Secteur automobile : L’électrique remet en question l’automobile tunisienne
La transition vers la mobilité électrique progresse lentement, mais elle représente un enjeu stratégique pour le secteur automobile tunisien. Bien que le marché soit encore à ses débuts, les exigences environnementales croissantes, la quête d’une plus grande souveraineté énergétique et l’évolution technologique favorisent cette transformation. Pour les acteurs du secteur, il ne s’agit pas seulement d’adopter des véhicules électriques, mais aussi d’anticiper l’émergence de nouveaux métiers, de renforcer les compétences et de créer un écosystème propice à l’accompagnement des véhicules de demain.
La Presse — Actuellement, le parc de véhicules électriques en Tunisie est encore restreint. Cependant, des signes de croissance sont indéniables. Cette évolution devrait s’intensifier dans les années à venir, soutenue par des impératifs environnementaux ainsi que par des considérations économiques liées à l’augmentation des coûts des énergies traditionnelles. À travers les discussions entre experts et professionnels du secteur, une conviction émerge : la transition vers des transports plus durables est inéluctable, mais elle dépend de plusieurs facteurs économiques et techniques. Mourad Ayadi, ingénieur en mécatronique, membre de la Chambre des réparateurs automobiles (Utica) et actionnaire d’une entreprise de transport léger, évoque les mutations du secteur automobile en Tunisie et les perspectives d’évolution des métiers. La mobilité électrique ne se limite pas aux voitures individuelles, mais s’inscrit dans une vision plus globale qui inclut, à moyen et long terme, les transports publics, notamment les bus électriques, ainsi que des solutions connectées et intelligentes. Cette transformation progressive vise à réduire l’empreinte carbone du secteur des transports, l’un des plus énergivores de l’économie tunisienne. Malgré ces perspectives encourageantes, la réticence des consommateurs demeure l’un des principaux freins. Comme l’a souligné Ayadi, la peur du changement est bien ancrée. Habitués depuis des décennies aux motorisations thermiques, les usagers ont du mal à adopter une technologie qu’ils considèrent encore comme peu familière. Cette appréhension repose souvent sur des questions concrètes : autonomie des batteries, disponibilité des infrastructures de recharge, coût d’acquisition et maintenance. Pourtant, les retours d’expérience montrent que les véhicules électriques présentent, sur le long terme, des coûts d’entretien nettement inférieurs à ceux des véhicules thermiques, grâce à une mécanique simplifiée et à une usure réduite.

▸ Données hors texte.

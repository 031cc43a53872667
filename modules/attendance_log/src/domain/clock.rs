use anyhow::{anyhow, Result};
use chrono::format::{Item, StrftimeItems};
use chrono::{DateTime, FixedOffset, Utc};

/// India Standard Time, UTC+05:30. IST has no daylight saving, so a fixed
/// offset is exact.
pub const IST_OFFSET_MINUTES: i32 = 5 * 60 + 30;

/// Same shape as the `en-IN` locale rendering: `14/10/2026, 3:45:12 pm`.
pub const EN_IN_FORMAT: &str = "%-d/%-m/%Y, %-I:%M:%S %P";

/// Source of receipt time.
pub trait Clock: Send + Sync {
    fn now(&self) -> DateTime<Utc>;
}

#[derive(Debug, Clone, Copy, Default)]
pub struct SystemClock;

impl Clock for SystemClock {
    fn now(&self) -> DateTime<Utc> {
        Utc::now()
    }
}

/// Renders receipt times in the single civil timezone of the deployment.
#[derive(Debug, Clone)]
pub struct TimestampRenderer {
    offset: FixedOffset,
    format: String,
}

impl TimestampRenderer {
    pub fn new(utc_offset_minutes: i32, format: impl Into<String>) -> Result<Self> {
        let offset = utc_offset_minutes
            .checked_mul(60)
            .and_then(FixedOffset::east_opt)
            .ok_or_else(|| anyhow!("UTC offset out of range: {utc_offset_minutes} minutes"))?;

        let format = format.into();
        if format.trim().is_empty() {
            return Err(anyhow!("timestamp format must not be empty"));
        }
        // chrono only reports invalid specifiers when the value is displayed,
        // and `to_string` would panic at that point.
        if StrftimeItems::new(&format).any(|item| matches!(item, Item::Error)) {
            return Err(anyhow!("invalid timestamp format: '{format}'"));
        }

        Ok(Self { offset, format })
    }

    pub fn render(&self, at: DateTime<Utc>) -> String {
        at.with_timezone(&self.offset)
            .format(&self.format)
            .to_string()
    }
}
use axum::{
    http::{HeaderValue, StatusCode},
    response::{IntoResponse, Response},
};
use serde::{Deserialize, Serialize};

/// Content type for Problem Details as per RFC 9457.
pub const APPLICATION_PROBLEM_JSON: &str = "application/problem+json";

/// RFC 9457 Problem Details for HTTP APIs.
#[derive(Debug, Clone, Serialize, Deserialize)]
pub struct Problem {
    /// A URI reference that identifies the problem type.
    #[serde(rename = "type")]
    pub type_url: String,
    /// A short, human-readable summary of the problem type.
    pub title: String,
    /// The HTTP status code for this occurrence of the problem.
    pub status: u16,
    /// A human-readable explanation specific to this occurrence of the problem.
    pub detail: String,
    /// A URI reference that identifies the specific occurrence of the problem.
    pub instance: String,
    /// Machine-readable error code defined by the application.
    pub code: String,
    /// Set when the client may resend the same request.
    pub retryable: bool,
    /// Optional request id useful for tracing.
    #[serde(skip_serializing_if = "Option::is_none")]
    pub request_id: Option<String>,
}

impl Problem {
    pub fn new(status: StatusCode, title: impl Into<String>, detail: impl Into<String>) -> Self {
        Self {
            type_url: "about:blank".to_string(),
            title: title.into(),
            status: status.as_u16(),
            detail: detail.into(),
            instance: String::new(),
            code: String::new(),
            retryable: false,
            request_id: None,
        }
    }

    pub fn with_type(mut self, type_url: impl Into<String>) -> Self {
        self.type_url = type_url.into();
        self
    }

    pub fn with_instance(mut self, uri: impl Into<String>) -> Self {
        self.instance = uri.into();
        self
    }

    pub fn with_code(mut self, code: impl Into<String>) -> Self {
        self.code = code.into();
        self
    }

    pub fn with_retryable(mut self, retryable: bool) -> Self {
        self.retryable = retryable;
        self
    }

    pub fn with_request_id(mut self, id: impl Into<String>) -> Self {
        self.request_id = Some(id.into());
        self
    }
}

/// Axum response wrapper that renders `Problem` with correct status & content type.
#[derive(Debug, Clone)]
pub struct ProblemResponse(pub Problem);

impl From<Problem> for ProblemResponse {
    fn from(p: Problem) -> Self {
        Self(p)
    }
}

impl IntoResponse for ProblemResponse {
    fn into_response(self) -> Response {
        let status =
            StatusCode::from_u16(self.0.status).unwrap_or(StatusCode::INTERNAL_SERVER_ERROR);
        let mut resp = axum::Json(self.0).into_response();
        *resp.status_mut() = status;
        resp.headers_mut().insert(
            axum::http::header::CONTENT_TYPE,
            HeaderValue::from_static(APPLICATION_PROBLEM_JSON),
        );
        resp
    }
}

#[cfg(test)]
mod tests {
    use super::*;

    #[test]
    fn problem_into_response_sets_status_and_content_type() {
        let p = Problem::new(StatusCode::BAD_REQUEST, "Bad Request", "invalid payload");
        let resp = ProblemResponse(p).into_response();
        assert_eq!(resp.status(), StatusCode::BAD_REQUEST);
        let ct = resp
            .headers()
            .get(axum::http::header::CONTENT_TYPE)
            .and_then(|v| v.to_str().ok())
            .unwrap_or("");
        assert_eq!(ct, APPLICATION_PROBLEM_JSON);
    }

    #[test]
    fn problem_builder_pattern() {
        let p = Problem::new(
            StatusCode::INTERNAL_SERVER_ERROR,
            "Store failure",
            "disk full",
        )
        .with_code("ATTENDANCE_STORE_FAILURE")
        .with_instance("/api/mark-attendance")
        .with_retryable(true)
        .with_request_id("req-456");

        assert_eq!(p.status, 500);
        assert_eq!(p.code, "ATTENDANCE_STORE_FAILURE");
        assert_eq!(p.instance, "/api/mark-attendance");
        assert!(p.retryable);
        assert_eq!(p.request_id.as_deref(), Some("req-456"));
    }
}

Au-delà de l’aspect environnemental, la mobilité électrique représente une véritable opportunité économique pour la Tunisie. Le développement de ce secteur pourrait dynamiser plusieurs domaines, notamment l’industrie automobile, les énergies renouvelables, les technologies numériques et la formation professionnelle.
Des initiatives commencent déjà à voir le jour, comme la création de centres de formation spécialisés pour accompagner cette mutation technologique. L’objectif est de préparer les compétences locales aux nouveaux métiers liés à l’électromobilité, qu’il s’agisse de maintenance, d’ingénierie ou de gestion des infrastructures.
Cependant, la généralisation de la mobilité électrique ne pourra se réaliser sans un cadre réglementaire adéquat et des investissements significatifs. Mourad a souligné la nécessité d’améliorer la législation, de structurer le marché et de développer un réseau national de bornes de recharge. La question de la production d’électricité est également cruciale, la Tunisie cherchant à renforcer son indépendance énergétique. Le développement des énergies renouvelables apparaît ainsi comme un levier essentiel pour assurer la durabilité de cette transition. Bien que de nombreux défis subsistent, les perspectives demeurent encourageantes. La mobilité électrique s’inscrit dans une transformation plus large des modes de vie et de consommation, ouvrant la voie à une économie plus verte et plus efficace. Cette transition nécessite du temps, mais elle est déjà en cours. Entre innovation technologique, évolution des mentalités et adaptation des politiques publiques, la Tunisie amorce progressivement son virage vers une mobilité durable.
Dans ce contexte, l’enjeu ne se limite pas à l’adoption d’une nouvelle technologie, mais concerne également la construction d’un modèle économique capable de concilier croissance, durabilité et souveraineté énergétique, a conclu Mourad Ayadi.